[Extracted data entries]
#####

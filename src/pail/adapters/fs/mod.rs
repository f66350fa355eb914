//! Filesystem adapters for pail persistence.
//!
//! Layout under the configured root `R`:
//!
//! - `R/<id>/<config file>`: the pretty-printed JSON document
//! - `R/<name>`: a symbolic link whose target is `<id>` or `R/<id>`

mod name_index;
mod repository;

pub use name_index::SymlinkNameIndex;
pub use repository::FsPailRepository;
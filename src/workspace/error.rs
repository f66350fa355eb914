//! Error types for workspace and artifact operations.

use crate::pail::domain::PailId;
use camino::Utf8PathBuf;
use std::sync::Arc;
use thiserror::Error;

/// Result type for workspace operations.
pub type WorkspaceResult<T> = Result<T, WorkspaceError>;

/// Errors returned by [`super::WorkspaceHelper`].
#[derive(Debug, Clone, Error)]
pub enum WorkspaceError {
    /// A per-pail workspace was requested for a pail without a directory.
    #[error("pail {0} has no directory to hold a workspace")]
    PailNotFound(PailId),

    /// The copy target directory does not exist.
    #[error("artifact target directory '{0}' does not exist")]
    TargetMissing(Utf8PathBuf),

    /// The path is absolute, climbs out of the root, or the artifact name is
    /// not a single segment.
    #[error("invalid relative path '{0}'")]
    InvalidPath(String),

    /// An underlying filesystem operation failed.
    #[error("i/o failure at '{path}': {cause}")]
    Io {
        /// Path relative to the store root.
        path: Utf8PathBuf,
        /// Underlying failure.
        cause: Arc<std::io::Error>,
    },
}

impl WorkspaceError {
    /// Wraps an I/O failure at `path`.
    #[must_use]
    pub fn io(path: impl Into<Utf8PathBuf>, err: std::io::Error) -> Self {
        Self::Io {
            path: path.into(),
            cause: Arc::new(err),
        }
    }
}
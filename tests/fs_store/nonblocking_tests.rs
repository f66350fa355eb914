//! Async wrapper tests over the filesystem store.

use super::helpers::{StoreSite, name, site};
use eyre::{Result, bail, ensure};
use pail::pail::{
    domain::{PailDocument, PailName, PailStatus},
    services::{AsyncPailStore, PailStoreError},
};
use rstest::rstest;

#[rstest]
#[tokio::test(flavor = "multi_thread")]
async fn async_wrapper_matches_the_blocking_contract(site: StoreSite) -> Result<()> {
    let store = AsyncPailStore::new(site.store());

    let created = store
        .create(PailDocument::new().with_name(&name("nightly")))
        .await?;
    let id = created.require_id()?;
    let finished = store
        .update(created.with_status(PailStatus::Failed))
        .await?;

    ensure!(store.read(id).await? == Some(finished), "read matches update");
    ensure!(store.list().await? == vec![id], "one record listed");
    ensure!(
        store.resolve(PailName::last_fail()).await? == Some(id),
        "lastFail set"
    );

    store.delete(id).await?;
    ensure!(store.read(id).await?.is_none(), "record removed");
    ensure!(
        store.blocking().resolve(&name("nightly"))?.is_none(),
        "blocking view agrees"
    );
    Ok(())
}

#[rstest]
#[tokio::test(flavor = "multi_thread")]
async fn async_wrapper_reports_name_conflicts(site: StoreSite) -> Result<()> {
    let store = AsyncPailStore::new(site.store());
    store
        .create(PailDocument::new().with_name(&name("nightly")))
        .await?;

    match store
        .create(PailDocument::new().with_name(&name("nightly")))
        .await
    {
        Err(PailStoreError::NameConflict(_)) => Ok(()),
        other => bail!("expected NameConflict, got {other:?}"),
    }
}

#[rstest]
#[tokio::test(flavor = "multi_thread")]
async fn concurrent_creates_of_one_name_admit_a_single_winner(site: StoreSite) -> Result<()> {
    let store = AsyncPailStore::new(site.store());
    let attempts: Vec<_> = (0..6)
        .map(|_| {
            let shared = store.clone();
            tokio::spawn(async move {
                shared
                    .create(PailDocument::new().with_name(&name("contended")))
                    .await
            })
        })
        .collect();

    let mut winners = 0;
    for attempt in attempts {
        match attempt.await? {
            Ok(_) => winners += 1,
            Err(PailStoreError::NameConflict(_)) => {}
            Err(other) => bail!("unexpected failure: {other}"),
        }
    }
    ensure!(winners == 1, "exactly one create should win, got {winners}");
    ensure!(store.list().await?.len() == 1, "losers write nothing");
    Ok(())
}
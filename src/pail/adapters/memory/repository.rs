//! In-memory pail repository for service tests.

use std::collections::BTreeMap;
use std::sync::{Arc, RwLock};

use crate::pail::{
    domain::{PailDocument, PailId},
    ports::{PailRepository, PailRepositoryError, PailRepositoryResult},
};

/// Thread-safe in-memory pail repository.
#[derive(Debug, Clone, Default)]
pub struct InMemoryPailRepository {
    documents: Arc<RwLock<BTreeMap<PailId, PailDocument>>>,
}

impl InMemoryPailRepository {
    /// Creates an empty in-memory repository.
    #[must_use]
    pub fn new() -> Self {
        Self::default()
    }
}

fn poisoned(err: impl std::fmt::Display) -> PailRepositoryError {
    PailRepositoryError::persistence(std::io::Error::other(err.to_string()))
}

impl PailRepository for InMemoryPailRepository {
    fn save(&self, id: PailId, document: &PailDocument) -> PailRepositoryResult<()> {
        let mut documents = self.documents.write().map_err(poisoned)?;
        documents.insert(id, document.clone());
        Ok(())
    }

    fn find_by_id(&self, id: PailId) -> PailRepositoryResult<Option<PailDocument>> {
        let documents = self.documents.read().map_err(poisoned)?;
        Ok(documents.get(&id).cloned())
    }

    fn remove(&self, id: PailId) -> PailRepositoryResult<bool> {
        let mut documents = self.documents.write().map_err(poisoned)?;
        Ok(documents.remove(&id).is_some())
    }

    fn list_ids(&self) -> PailRepositoryResult<Vec<PailId>> {
        let documents = self.documents.read().map_err(poisoned)?;
        Ok(documents.keys().copied().collect())
    }
}
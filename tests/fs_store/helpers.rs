//! Shared helpers for filesystem-backed store tests.

use camino::{Utf8Path, Utf8PathBuf};
use mockable::DefaultClock;
use pail::{
    config::PailConfig,
    pail::{
        adapters::fs::{FsPailRepository, SymlinkNameIndex},
        domain::PailName,
        services::PailStore,
    },
};
use rstest::fixture;
use std::sync::Arc;
use tempfile::TempDir;

/// Store type wired to the filesystem adapters.
pub type FsStore = PailStore<FsPailRepository, SymlinkNameIndex, DefaultClock>;

/// A temporary store root. The root itself is not created up front.
pub struct StoreSite {
    _temp: TempDir,
    /// Configuration pointing at the temporary root.
    pub config: PailConfig,
}

impl StoreSite {
    /// Returns the store root.
    pub fn root(&self) -> &Utf8Path {
        self.config.root()
    }

    /// Builds a store over this site.
    pub fn store(&self) -> FsStore {
        store_for(&self.config)
    }
}

/// Builds a filesystem-backed store for `config`.
pub fn store_for(config: &PailConfig) -> FsStore {
    PailStore::new(
        Arc::new(FsPailRepository::new(config)),
        Arc::new(SymlinkNameIndex::new(config)),
        Arc::new(DefaultClock),
    )
}

/// Provides a fresh temporary root for each test.
#[fixture]
pub fn site() -> StoreSite {
    let temp = TempDir::new().expect("temporary directory should be created");
    let path = Utf8PathBuf::try_from(temp.path().to_path_buf())
        .expect("temporary directory path should be UTF-8");
    StoreSite {
        _temp: temp,
        config: PailConfig::new(path.join("pails")),
    }
}

/// Parses a name known to be valid.
pub fn name(raw: &str) -> PailName {
    PailName::new(raw).expect("test names are valid")
}
//! In-memory name index for service tests.

use std::collections::BTreeMap;
use std::sync::{Arc, RwLock};

use crate::pail::{
    domain::{PailId, PailName},
    ports::{NameIndex, NameIndexError, NameIndexResult},
};

/// Thread-safe in-memory name index.
#[derive(Debug, Clone, Default)]
pub struct InMemoryNameIndex {
    names: Arc<RwLock<BTreeMap<PailName, PailId>>>,
}

impl InMemoryNameIndex {
    /// Creates an empty in-memory name index.
    #[must_use]
    pub fn new() -> Self {
        Self::default()
    }
}

fn poisoned(err: impl std::fmt::Display) -> NameIndexError {
    NameIndexError::persistence(std::io::Error::other(err.to_string()))
}

impl NameIndex for InMemoryNameIndex {
    fn set(&self, name: &PailName, id: PailId) -> NameIndexResult<()> {
        let mut names = self.names.write().map_err(poisoned)?;
        names.insert(name.clone(), id);
        Ok(())
    }

    fn remove(&self, name: &PailName) -> NameIndexResult<bool> {
        let mut names = self.names.write().map_err(poisoned)?;
        Ok(names.remove(name).is_some())
    }

    fn resolve(&self, name: &PailName) -> NameIndexResult<Option<PailId>> {
        let names = self.names.read().map_err(poisoned)?;
        Ok(names.get(name).copied())
    }

    fn links_for(&self, id: PailId) -> NameIndexResult<Vec<PailName>> {
        let names = self.names.read().map_err(poisoned)?;
        Ok(names
            .iter()
            .filter(|(_, target)| **target == id)
            .map(|(name, _)| name.clone())
            .collect())
    }

    fn is_taken(&self, name: &PailName) -> NameIndexResult<bool> {
        let names = self.names.read().map_err(poisoned)?;
        Ok(names.contains_key(name))
    }
}
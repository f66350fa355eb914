//! Pail lifecycle management.
//!
//! Creating records from caller documents, status-driven updates with
//! timestamp and name side effects, deletion, and resolution of mutable
//! names to record ids. The module follows hexagonal architecture:
//!
//! - Domain types in [`domain`]
//! - Port contracts in [`ports`]
//! - Adapter implementations in [`adapters`]
//! - Orchestration services in [`services`]

pub mod adapters;
pub mod domain;
pub mod ports;
pub mod services;
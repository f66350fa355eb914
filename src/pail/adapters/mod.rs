//! Adapter implementations of the pail ports.
//!
//! - [`fs`]: records and symlink names under a root directory
//! - [`memory`]: thread-safe in-memory doubles for service tests

pub mod fs;
pub mod memory;
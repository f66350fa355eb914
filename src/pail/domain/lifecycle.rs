//! Lifecycle policy mapping an incoming status to update side effects.

use super::{PailDocument, PailName, PailStatus, Timestamp};
use chrono::{DateTime, Utc};

/// Side effects of one update, derived only from the incoming status.
///
/// | incoming    | timestamps                         | names                  |
/// |-------------|------------------------------------|------------------------|
/// | `starting`  | `startTime`, status -> `started`   | -                      |
/// | `succeeded` | `finishTime`                       | `last`, `lastSuccess`  |
/// | `failed`    | `finishTime`                       | `last`, `lastFail`     |
/// | `cancelled` | `finishTime`                       | `last`, `lastCancel`   |
/// | other       | -                                  | -                      |
///
/// `updateTime` is refreshed in every case.
#[derive(Debug, Clone, Copy, PartialEq, Eq)]
pub struct TransitionPlan {
    incoming: Option<PailStatus>,
}

impl TransitionPlan {
    /// Plans the effects of an update carrying `incoming`.
    #[must_use]
    pub const fn for_status(incoming: Option<PailStatus>) -> Self {
        Self { incoming }
    }

    /// Plans the effects of updating `document` as submitted.
    #[must_use]
    pub fn for_document(document: &PailDocument) -> Self {
        Self::for_status(document.status())
    }

    /// Status written back to the document, when it changes.
    #[must_use]
    pub const fn normalized_status(self) -> Option<PailStatus> {
        match self.incoming {
            Some(PailStatus::Starting) => Some(PailStatus::Started),
            _ => None,
        }
    }

    /// Returns `true` when the update stamps `startTime`.
    #[must_use]
    pub const fn stamps_start(self) -> bool {
        matches!(self.incoming, Some(PailStatus::Starting))
    }

    /// Returns `true` when the update stamps `finishTime`.
    #[must_use]
    pub fn stamps_finish(self) -> bool {
        self.incoming.is_some_and(PailStatus::is_terminal)
    }

    /// Policy-managed names to point at the updated pail, in link order.
    #[must_use]
    pub fn names(self) -> Vec<PailName> {
        match self.incoming {
            Some(PailStatus::Succeeded) => vec![PailName::last(), PailName::last_success()],
            Some(PailStatus::Failed) => vec![PailName::last(), PailName::last_fail()],
            Some(PailStatus::Cancelled) => vec![PailName::last(), PailName::last_cancel()],
            _ => Vec::new(),
        }
    }

    /// Applies the timestamp and status effects to `document`.
    pub fn apply(self, document: &mut PailDocument, now: DateTime<Utc>) {
        if self.stamps_start() {
            document.set_time(Timestamp::Start, now);
        }
        if let Some(status) = self.normalized_status() {
            document.set_status(status);
        }
        if self.stamps_finish() {
            document.set_time(Timestamp::Finish, now);
        }
        document.set_time(Timestamp::Update, now);
    }
}
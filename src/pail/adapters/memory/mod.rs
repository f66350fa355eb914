//! In-memory adapters for pail lifecycle tests.

mod name_index;
mod repository;

pub use name_index::InMemoryNameIndex;
pub use repository::InMemoryPailRepository;
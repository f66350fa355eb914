//! Given steps for pail lifecycle BDD scenarios.

use super::world::PailWorld;
use eyre::WrapErr;
use pail::pail::domain::{PailDocument, PailName, PailStatus};
use rstest_bdd_macros::given;

#[given("an empty pail store")]
fn empty_store(world: &mut PailWorld) -> Result<(), eyre::Report> {
    let listed = world.store.list().wrap_err("list fresh store")?;
    eyre::ensure!(listed.is_empty(), "fresh store should be empty, got {listed:?}");
    Ok(())
}

#[given(r#"a pail named "{name}" that has succeeded"#)]
fn succeeded_pail(world: &mut PailWorld, name: String) -> Result<(), eyre::Report> {
    let pail_name = PailName::new(name.as_str())?;
    let created = world
        .store
        .create(PailDocument::new().with_name(&pail_name))
        .wrap_err("create pail for scenario setup")?;
    let id = created.require_id()?;
    world
        .store
        .update(created.with_status(PailStatus::Succeeded))
        .wrap_err("finish pail for scenario setup")?;
    world.named.insert(name, id);
    Ok(())
}
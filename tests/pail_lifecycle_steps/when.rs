//! When steps for pail lifecycle BDD scenarios.

use super::world::PailWorld;
use eyre::WrapErr;
use pail::pail::domain::{PailDocument, PailName, PailStatus};
use rstest_bdd_macros::when;

#[when(r#"a pail named "{name}" is created"#)]
fn create_named(world: &mut PailWorld, name: String) -> Result<(), eyre::Report> {
    let pail_name = PailName::new(name.as_str())?;
    let created = world
        .store
        .create(PailDocument::new().with_name(&pail_name))
        .wrap_err("create named pail")?;
    world.named.insert(name, created.require_id()?);
    world.current = Some(created);
    Ok(())
}

#[when(r#"another pail named "{name}" is requested"#)]
fn request_duplicate(world: &mut PailWorld, name: String) -> Result<(), eyre::Report> {
    let pail_name = PailName::new(name)?;
    world.last_result = Some(world.store.create(PailDocument::new().with_name(&pail_name)));
    Ok(())
}

#[when(r#"the pail is updated with status "{status}""#)]
fn update_status(world: &mut PailWorld, status: String) -> Result<(), eyre::Report> {
    let incoming = PailStatus::try_from(status.as_str())
        .map_err(|err| eyre::eyre!("invalid status in scenario: {err}"))?;
    let document = world
        .current
        .take()
        .ok_or_else(|| eyre::eyre!("no pail created in scenario world"))?;
    let updated = world
        .store
        .update(document.with_status(incoming))
        .wrap_err("update pail status")?;
    world.current = Some(updated);
    Ok(())
}

#[when("the pail is deleted")]
fn delete_pail(world: &mut PailWorld) -> Result<(), eyre::Report> {
    let id = world.current_id()?;
    world.store.delete(id).wrap_err("delete pail")?;
    Ok(())
}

#####

- [WORK ITEM]: Please print exactly what appears from the first line of the data through the line with "and artifact operations.", including both of those lines and nothing past them.

- [ANSWER TO THIS EXERCISE]:
filename src/pail/adapters/fs/mod.rs
repository f66350fa355eb914
//! Filesystem adapters for pail persistence.
//!
//! Layout under the configured root `R`:
//!
//! - `R/<id>/<config file>`: the pretty-printed JSON document
//! - `R/<name>`: a symbolic link whose target is `<id>` or `R/<id>`

mod name_index;
mod repository;

pub use name_index::SymlinkNameIndex;
pub use repository::FsPailRepository;
filename src/workspace/error.rs
repository f66350fa355eb914
//! Error types for workspace and artifact operations.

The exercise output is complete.